Research and development underlying Trait Development are strongly focused on the development of innovations of strategic importance to the future delivery and sustainable cultivation of varieties with novel traits (characteristics) within the industry.
Traits currently under development include stem borer resistance as well as herbicide and drought tolerance. Research in this area includes the development of technologies and resources required for genetic engineering, mutagenic breeding and the in vitro storage and preservation of valuable germplasm, as well as demonstrating proof-of-concept regarding the performance of the novel lines produced.
This research area focuses on unravelling the extremely complex sugarcane genome with a view to the development of genetic markers linked to important sugarcane traits, for example pest and disease resistance.
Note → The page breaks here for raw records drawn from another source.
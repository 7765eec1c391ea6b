use std::fmt;
use std::path::Path;

use clap::ValueEnum;
use serde::Serialize;

use crate::error::{FaciesError, FaciesResult};

/// Slider bounds as `(min, max, step)`.
pub const MUD_RANGE: (f64, f64, f64) = (0.1, 0.9, 0.1);
pub const SINUOSITY_RANGE: (f64, f64, f64) = (0.1, 0.9, 0.1);
pub const WIDTH_RANGE: (f64, f64, f64) = (2.0, 6.0, 0.5);

pub const DEFAULT_MUD: f64 = 0.5;
pub const DEFAULT_SINUOSITY: f64 = 0.5;
pub const DEFAULT_WIDTH: f64 = 4.0;

const STEP_TOLERANCE: f64 = 1e-9;
/// Snapped slider values are rounded to this many units per 1.0 so grid
/// points compare equal to their decimal literals.
const GRID_SCALE: f64 = 1e6;

#[derive(Debug, Clone, Copy, PartialEq, Eq, ValueEnum, Serialize)]
#[serde(rename_all = "snake_case")]
pub enum InputMode {
    /// Global features only (mud, sinuosity, width)
    Global,
    /// Well-point image only
    Well,
    /// Well-point image plus mud ratio
    Joint,
}

#[derive(Debug, Clone, Copy, PartialEq, Eq, Serialize)]
#[serde(into = "u8")]
pub enum MudGroup {
    Low,
    Medium,
    High,
}

impl MudGroup {
    /// Bins a mud ratio: `<= 0.3` is low, `<= 0.6` is medium, anything above is high.
    pub fn from_mud(mud: f64) -> Self {
        if mud <= 0.3 {
            MudGroup::Low
        } else if mud <= 0.6 {
            MudGroup::Medium
        } else {
            MudGroup::High
        }
    }

    pub fn digit(self) -> u8 {
        match self {
            MudGroup::Low => 1,
            MudGroup::Medium => 2,
            MudGroup::High => 3,
        }
    }
}

impl From<MudGroup> for u8 {
    fn from(group: MudGroup) -> u8 {
        group.digit()
    }
}

impl fmt::Display for MudGroup {
    fn fmt(&self, f: &mut fmt::Formatter<'_>) -> fmt::Result {
        write!(f, "{}", self.digit())
    }
}

#[derive(Debug, Clone, PartialEq, Serialize)]
pub struct GlobalConditions {
    pub mud: f64,
    pub sinuosity: f64,
    pub width: f64,
}

impl GlobalConditions {
    pub fn new(mud: f64, sinuosity: f64, width: f64) -> FaciesResult<Self> {
        Ok(Self {
            mud: check_slider("mud", mud, MUD_RANGE)?,
            sinuosity: check_slider("sinuosity", sinuosity, SINUOSITY_RANGE)?,
            width: check_slider("width", width, WIDTH_RANGE)?,
        })
    }
}

#[derive(Debug, Clone, PartialEq, Eq, Serialize)]
pub struct WellConditions {
    pub facies_letter: String,
}

impl WellConditions {
    pub fn from_upload_name(upload_name: &str) -> Self {
        Self {
            facies_letter: facies_letter_from_upload(upload_name),
        }
    }
}

#[derive(Debug, Clone, PartialEq, Eq, Serialize)]
pub struct JointConditions {
    pub mud_group: MudGroup,
    pub facies_letter: String,
}

impl JointConditions {
    pub fn new(upload_name: &str, mud: f64) -> FaciesResult<Self> {
        let mud = check_slider("mud", mud, MUD_RANGE)?;
        Ok(Self {
            mud_group: MudGroup::from_mud(mud),
            facies_letter: facies_letter_from_upload(upload_name),
        })
    }
}

#[derive(Debug, Clone, PartialEq, Serialize)]
#[serde(tag = "mode", rename_all = "snake_case")]
pub enum ConditionSet {
    Global(GlobalConditions),
    Well(WellConditions),
    Joint(JointConditions),
}

impl ConditionSet {
    pub fn mode(&self) -> InputMode {
        match self {
            ConditionSet::Global(_) => InputMode::Global,
            ConditionSet::Well(_) => InputMode::Well,
            ConditionSet::Joint(_) => InputMode::Joint,
        }
    }
}

/// Facies key carried by an uploaded well image name.
///
/// Takes the base name without its extension and drops every `facies`
/// substring. Names that do not follow `facies<Letter>.png` are used as-is;
/// a key that matches nothing just degrades through the resolver fallbacks.
pub fn facies_letter_from_upload(upload_name: &str) -> String {
    let base = Path::new(upload_name)
        .file_name()
        .and_then(|name| name.to_str())
        .unwrap_or(upload_name);
    let stem = match base.rfind('.') {
        Some(idx) if idx > 0 => &base[..idx],
        _ => base,
    };
    stem.replace("facies", "")
}

fn check_slider(name: &'static str, value: f64, (min, max, step): (f64, f64, f64)) -> FaciesResult<f64> {
    let invalid = || FaciesError::InvalidCondition {
        name,
        value,
        min,
        max,
        step,
    };
    if !value.is_finite() || value < min - STEP_TOLERANCE || value > max + STEP_TOLERANCE {
        return Err(invalid());
    }
    let snapped = min + ((value - min) / step).round() * step;
    if (snapped - value).abs() > STEP_TOLERANCE {
        return Err(invalid());
    }
    Ok((snapped * GRID_SCALE).round() / GRID_SCALE)
}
Knowledge and resources generated in this area feed into breeding research.
Breeding and variety evaluation
Commercial development of GM sugarcane for insect borer resistance and herbicide tolerance
Preparative research for regulatory biosafety aspects related to GM commercial release (funding by DSI- TIA-Biosafety South Africa)
Setting-up a generic bioinformatics pipeline to analyse genomics and transcriptomic data
Transcriptomics of eldana herbivory
Mutation breeding for biotic and abiotic stress tolerance
Characterization of stress resistant sugarcane mutants (e.g. for drought and aluminium tolerance)
Long-term storage of valuable germplasm using in vitro techniques including minimal growth and cryopreservation
Biotechnological investigations to improve sugarcane drought stress tolerance (SU Contract: Dr Christell van der Vyver)
The SASRI Herbarium is a specialist collection of over 75 dried specimens representing genera closely related to sugarcane with a living collection of 2 659 sugarcane cultivars and sugarcane relatives, focusing on the Saccharinae. An extended living collection of over 300 species native to or naturalised in KwaZulu-Natal, South Africa is also available on the campus. We are estimating around 100 species of grasses on the site, which will be surveyed during flowering season.